ASSOCIAZIONE DONNE MAGISTRATO ITALIANE - ADMI
OSSERVAZIONI ai disegni di legge n. 1211 e 1412 d’iniziativa dei senatori Berselli, Mugnai, Mazzatorta, D’Alia e Li Gotti
I disegni di legge in oggetto dispongono in sostanza esclusivamente sulla competenza riguardante l’affidamento dei figli nati al di fuori del matrimonio, sottraendola al tribunale per minorenni ( T.M.) unitamente ad alcuni altri procedimenti, quali il riconoscimento del figlio naturale, l’azione di accertamento giudiziale di paternità e maternità, la legittimazione ecc. che il legislatore della Riforma del diritto di famiglia del 1975, riformulando l’art.38 disp. di att. c.c., aveva attribuito al giudice specializzato.
Il T. M. torna ed essere esclusivamente il giudice dell’adozione e della potestà e poco altro.
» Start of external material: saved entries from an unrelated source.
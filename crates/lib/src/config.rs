//! Registry configuration.

use std::{fs, path::Path};

use serde::{Deserialize, Serialize};

use crate::Result;

/// Whether a write's broadcast is also delivered to the connection that made it.
///
/// The writer always receives the post-write snapshot as its response, so excluding it
/// from the broadcast only saves the echo. Every update carries the originating
/// connection either way, letting subscribers recognise their own writes.
#[derive(Debug, Clone, Copy, Default, PartialEq, Eq, Serialize, Deserialize)]
#[serde(rename_all = "snake_case")]
pub enum EchoPolicy {
    /// Broadcast to every subscriber, including the writer.
    #[default]
    IncludeOrigin,
    /// Broadcast to every subscriber except the writer.
    ExcludeOrigin,
}

impl EchoPolicy {
    /// Whether an update originating from `origin` should be delivered to `subscriber`.
    pub fn delivers_to<T: PartialEq + ?Sized>(&self, subscriber: &T, origin: Option<&T>) -> bool {
        match self {
            EchoPolicy::IncludeOrigin => true,
            EchoPolicy::ExcludeOrigin => origin != Some(subscriber),
        }
    }
}

/// Configuration for a [`Registry`](crate::Registry).
#[derive(Debug, Clone, Default, PartialEq, Eq, Serialize, Deserialize)]
#[serde(default)]
pub struct RegistryConfig {
    /// Echo policy applied to every shared state the registry creates.
    pub echo: EchoPolicy,
}

impl RegistryConfig {
    /// Set the echo policy.
    pub fn with_echo(mut self, echo: EchoPolicy) -> Self {
        self.echo = echo;
        self
    }

    /// Load a configuration from a JSON file. Missing fields take their defaults.
    pub fn from_json_file(path: impl AsRef<Path>) -> Result<Self> {
        let contents = fs::read_to_string(path)?;
        Ok(serde_json::from_str(&contents)?)
    }
}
Le ragioni indicate nella presentazione del secondo disegno di legge, che assorbe il primo, si riferiscono alle criticità dovute ai tempi di intervento del tribunale per i minorenni, alle scarse garanzie del rito, alla necessità di evitare conflitti o parcellizzazioni di competenza e di concentrare avanti ad uno stesso giudice la domanda di affidamento e quella relativa agli oneri di contribuzione economica per il sostegno del minore che non vive con entrambi i genitori.
La proposta, tuttavia, lascia insoluti alcuni problemi.
1 ) Innanzitutto, secondo l’ordinanza della Corte di cassazione che ha regolato il conflitto di competenza tra giudice ordinario e giudice minorile in tema di affidamento del minore che non convive con entrambi i genitori, anche il giudice specializzato ha piena competenza in ordine a tutte le questioni economiche ed applica pienamente la riforma contenuta nel novellato art.155 c.c., con tutte le sue implicazioni. Pertanto non sussiste più la frammentazione irrazionale di competenza più volte criticata. Solo nel caso in cui si tratti esclusivamente di questioni economiche che non incidono sull’affidamento resta competente, secondo la Suprema Corte, il giudice ordinario.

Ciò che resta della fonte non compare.